Task goal: Your task is to return the span of lines beginning at the one with "pub struct RoleGrant" and ending at the last line of the data, exactly as it stands.

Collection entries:
************
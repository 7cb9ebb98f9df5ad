use anchor_lang::prelude::*;

#[account]
#[derive(Default, Debug)]
pub struct UserTotals {
    pub config: Pubkey,
    pub owner: Pubkey,
    /// Sum of principal over the owner's open positions, across packages.
    pub total_staked: u64,
    pub bump: u8,
}

impl UserTotals {
    pub const LEN: usize = 8 + 32 + 32 + 8 + 1;

    pub fn belongs_to(&self, config: &Pubkey, owner: &Pubkey) -> bool {
        self.config == *config && self.owner == *owner
    }
}
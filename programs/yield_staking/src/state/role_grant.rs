use anchor_lang::prelude::*;

/// Assignment of a role to one member of a config.
///
/// The account's existence is the grant; revoking closes it.
#[account]
#[derive(Default, Debug)]
pub struct RoleGrant {
    pub config: Pubkey,
    pub member: Pubkey,
    pub role: u8,
    pub granted_at: i64,
    pub bump: u8,
}

impl RoleGrant {
    pub const LEN: usize = 8 + 32 + 32 + 1 + 8 + 1;
}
************
Expected answer:
pub struct RoleGrant {
    pub config: Pubkey,
    pub member: Pubkey,
    pub role: u8,
    pub granted_at: i64,
    pub bump: u8,
}

impl RoleGrant {
    pub const LEN: usize = 8 + 32 + 32 + 1 + 8 + 1;
}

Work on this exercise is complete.